面接などに絡む事例

高校入試、茶髪・眉そりチェックし不合格 神奈川の県立朝日新聞

 神奈川県平塚市の県立神田高校(生徒数347人)が入学試験で選考基準になっていない茶髪や眉そりなどをチェックし、該当する受験生を不合格にしていたことが28日、わかった。県教育委員会の発表によると、本来の基準では合格圏内にいながら不合格にされた生徒は、過去3回の入試で計22人にのぼるという。


 県教委によると、この不正なチェックは05、06、08年度入試で校長の指示により行われた。対象項目は、髪の色やピアス跡、つめの長さ、眉そりやスカートの長さなど。こうした「裏基準」に基づき、教員が願書受付日や受験日に受験生をチェックした。


 県教委が公表している県立高の選考基準では、調査書と面接、学力検査を点数化し、合算した上位から合格を決めることになっており、身なりや態度は基準に含まれていない。
(中略)
 【合否判定に使われた主なチェック項目】 茶髪に染めた跡がある▽つめが長い▽願書受付日や受験日の態度が悪い▽願書提出時に軍手をつけたままで受け渡しをした▽胸ボタンを外している▽服装がだらしない▽ズボンを引きずっている▽スカートが短い▽まゆをそった跡がある▽化粧をしている
(2008年10月28日)

 面接話をちょっと続けた頃合いに興味深いケースが出てきました。
 おそらく問題となるのは、先の「面接者の欠点」に照らし合わせると

5 ステレオタイプや個人的なバイアスを持っている
6 志願者の非言語的行動に影響される
8 一つ二つの長所や欠点に影響された全体評価を行う

 というあたりに引っかかっているということであって、それが「公立高校」で「面接以外の場で」行われていたという点が批判されているのでしょう。前者はパブリックな場に個人的バイアスを持ち込んでいるという不正、後者は受験者に対策する機会を与えなかったという不実、これらがそれぞれ記事を読んだ者に不快感を与えるのではないでしょうか。


 ただこの記事で少し疑問なのは(これはおそらく県教委の発表自体にあった表現を引き継いでのことと思いますが)身なりや態度は(選考)基準に含まれていないと言っているところです。選考の中に「面接」がある以上、そこでの「態度」(挨拶、視線、姿勢、落ち着き、言葉遣い、身だしなみ…)は当然考慮され点数化されているはずだと考えられるからです。
 ですからもし学校側が面接点の比重を高くし、校長の「裏基準」をそこで評価のポイントにすることを申し合わせていただけならば、これがスキャンダラスに話題になることもなかったろうにと思います。
 逆に言えばバイアスがごく自然に面接の中で点数化され得るというところ(これは常にあり、この先も解消され難い)が根っこにある問題かなとも思えてきますね。

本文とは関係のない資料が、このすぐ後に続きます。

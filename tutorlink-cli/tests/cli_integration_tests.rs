//! Integration tests for the Tutorlink CLI
//!
//! Each test runs the command handlers against an isolated on-disk store in a
//! temporary directory.

use chrono::{Duration, Utc};
use tempfile::TempDir;
use tutorlink::TutorlinkError;
use tutorlink::error_codes::ErrorCode;
use tutorlink::models::{RelationshipId, RelationshipStatus, UserId};
use tutorlink_cli::args::*;
use tutorlink_cli::commands::{Commands, RelationshipCommands, UserCommands};
use tutorlink_cli::{ContextOptions, TutorlinkCliContext, execute};

/// Helper to create an isolated test CLI context
async fn create_test_context() -> (TutorlinkCliContext, TempDir) {
    let temp_dir = TempDir::new().expect("Failed to create temp directory");
    let options = ContextOptions {
        data_dir: Some(temp_dir.path().to_string_lossy().to_string()),
        config_file: None,
        memory: false,
    };
    let ctx = TutorlinkCliContext::new(options)
        .await
        .expect("Failed to initialize Tutorlink");
    (ctx, temp_dir)
}

fn add_user(id: &str, role: RoleArg, subjects: &[&str], capacity: Option<u32>) -> Commands {
    Commands::User(UserCommands::Add(AddUserArgs {
        id: id.to_string(),
        name: id.to_uppercase(),
        email: Some(format!("{}@example.org", id)),
        role,
        subjects: subjects.iter().map(|s| s.to_string()).collect(),
        capacity,
    }))
}

fn request(requester: &str, provider: &str, subjects: &[&str]) -> Commands {
    Commands::Relationship(RelationshipCommands::Request(RequestArgs {
        requester: requester.to_string(),
        provider: provider.to_string(),
        subjects: subjects.iter().map(|s| s.to_string()).collect(),
    }))
}

fn accept(reference: &str) -> Commands {
    Commands::Relationship(RelationshipCommands::Accept(RelationshipRefArgs {
        id: reference.to_string(),
    }))
}

async fn seed(ctx: &TutorlinkCliContext) {
    for command in [
        add_user("student", RoleArg::Requester, &[], None),
        add_user("student-2", RoleArg::Requester, &[], None),
        add_user("tutor", RoleArg::Provider, &["math", "physics"], Some(1)),
    ] {
        execute(command, ctx, "json").await.unwrap();
    }
}

#[tokio::test]
async fn test_request_and_accept_by_pair_reference() {
    let (ctx, temp_dir) = create_test_context().await;
    seed(&ctx).await;

    execute(request("student", "tutor", &["math"]), &ctx, "table")
        .await
        .unwrap();
    execute(accept("student:tutor"), &ctx, "table").await.unwrap();

    let summaries = ctx
        .service()
        .list_for_provider(&UserId::from("tutor"))
        .await
        .unwrap();
    assert_eq!(summaries.len(), 1);
    assert_eq!(summaries[0].status, RelationshipStatus::Accepted);
    assert_eq!(summaries[0].counterpart.name, "STUDENT");

    assert!(temp_dir.path().join("db").exists());
    ctx.engine.shutdown().await;
}

#[tokio::test]
async fn test_capacity_error_carries_catalog_code() {
    let (ctx, _temp_dir) = create_test_context().await;
    seed(&ctx).await;

    execute(request("student", "tutor", &["math"]), &ctx, "json")
        .await
        .unwrap();
    execute(request("student-2", "tutor", &["physics"]), &ctx, "json")
        .await
        .unwrap();
    execute(accept("student:tutor"), &ctx, "json").await.unwrap();

    let err = execute(accept("student-2:tutor"), &ctx, "json")
        .await
        .unwrap_err();
    assert_eq!(err.code(), ErrorCode::CapacityExceeded);

    let response = tutorlink_cli::error_response(&err);
    assert_eq!(response["code"], "CAPACITY_EXCEEDED");
    assert_eq!(response["http_status"], 409);
    ctx.engine.shutdown().await;
}

#[tokio::test]
async fn test_reject_requires_reason() {
    let (ctx, _temp_dir) = create_test_context().await;
    seed(&ctx).await;
    execute(request("student", "tutor", &["math"]), &ctx, "json")
        .await
        .unwrap();

    let blank = Commands::Relationship(RelationshipCommands::Reject(RelationshipReasonArgs {
        id: "student:tutor".to_string(),
        reason: "   ".to_string(),
    }));
    let err = execute(blank, &ctx, "json").await.unwrap_err();
    assert!(matches!(err, TutorlinkError::MissingArguments(_)));

    let id = RelationshipId::for_pair(&UserId::from("student"), &UserId::from("tutor"));
    let reject = Commands::Relationship(RelationshipCommands::Reject(RelationshipReasonArgs {
        id: id.to_string(),
        reason: "Fully booked this term".to_string(),
    }));
    execute(reject, &ctx, "json").await.unwrap();

    assert!(ctx.store().get_relationship(&id).await.unwrap().is_none());
    ctx.engine.shutdown().await;
}

#[tokio::test]
async fn test_sweep_at_future_instant_expires_pending() {
    let (ctx, _temp_dir) = create_test_context().await;
    seed(&ctx).await;
    execute(request("student", "tutor", &["math"]), &ctx, "json")
        .await
        .unwrap();

    let at = (Utc::now() + Duration::days(6)).to_rfc3339();
    execute(Commands::Sweep(SweepArgs { at: Some(at) }), &ctx, "table")
        .await
        .unwrap();

    let remaining = ctx
        .service()
        .list_for_requester(&UserId::from("student"))
        .await
        .unwrap();
    assert!(remaining.is_empty());
    ctx.engine.shutdown().await;
}

#[tokio::test]
async fn test_remove_all_through_cli() {
    let (ctx, _temp_dir) = create_test_context().await;
    seed(&ctx).await;
    execute(request("student", "tutor", &["math"]), &ctx, "json")
        .await
        .unwrap();
    execute(request("student-2", "tutor", &["physics"]), &ctx, "json")
        .await
        .unwrap();

    let remove_all = Commands::Relationship(RelationshipCommands::RemoveAll(RemoveAllArgs {
        provider: "tutor".to_string(),
        reason: "Leaving the programme".to_string(),
    }));
    execute(remove_all, &ctx, "json").await.unwrap();

    assert!(
        ctx.service()
            .list_for_provider(&UserId::from("tutor"))
            .await
            .unwrap()
            .is_empty()
    );
    ctx.engine.shutdown().await;
}

#[tokio::test]
async fn test_user_errors() {
    let (ctx, _temp_dir) = create_test_context().await;

    let err = execute(
        add_user("tutor", RoleArg::Provider, &[], Some(2)),
        &ctx,
        "json",
    )
    .await
    .unwrap_err();
    assert!(matches!(err, TutorlinkError::MissingArguments(_)));

    let err = execute(
        Commands::User(UserCommands::Get(GetUserArgs {
            id: "ghost".to_string(),
        })),
        &ctx,
        "json",
    )
    .await
    .unwrap_err();
    assert_eq!(err.code(), ErrorCode::NotFound);

    let err = execute(
        Commands::Relationship(RelationshipCommands::List(ListRelationshipsArgs {
            requester: None,
            provider: None,
        })),
        &ctx,
        "json",
    )
    .await
    .unwrap_err();
    assert!(matches!(err, TutorlinkError::MissingArguments(_)));
    ctx.engine.shutdown().await;
}

#[tokio::test]
async fn test_clear_without_prompt() {
    let (ctx, _temp_dir) = create_test_context().await;
    seed(&ctx).await;

    execute(Commands::Clear(ClearArgs { yes: true }), &ctx, "json")
        .await
        .unwrap();

    assert!(ctx.store().list_users(None, None).await.unwrap().is_empty());
    ctx.engine.shutdown().await;
}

 後者の方の問題点、面接時以外の「願書受付日や受験日に受験生をチェックした」というところはおそらく厳に戒められて再び行われないことと思います。ここにあるのは面接と面接対策のジレンマでしょう。(「態度」評価を重視する)面接者は「素の」志願者を見たいと考えます。ところが志願者は「対策した」自分を見て評価して欲しいと考えます。ここらへんは読み合いでイタチごっこの部分があって、神田高校は対策が効かない受付日などの「素の態度」を評価することでうまいことできていると考えたのでしょうが、問題視されてみればいかにもずるいような印象を与えてしまうものでした。せめてこれをやるならば「志願者は学校側との接触のすべての機会が評価対象になっていると認識してください」ぐらいのことを先に明示しておくべきでしたが、それをやってしまうとすべての時点で「対策」される可能性が出てきてしまうので、求める「素の」ところにはどうしても届かないという厄介な状況に気付いたことでしょう。


 「うわべで人を判断してはいけない」という看板はこの高校は下ろしていたのでしょうか?
 初等教育ではよく出てくるこのポリシー、中等教育のあたりではあまり聞かなくなる印象があります。
 「こういう人についていってはダメ」とかいう注意も、それが具体的であればあるほど「うわべで人を判断する」ことになりますよね。そろそろこの理想もはっきり続けるか止めるか意識すべき時節柄なのかもしれません。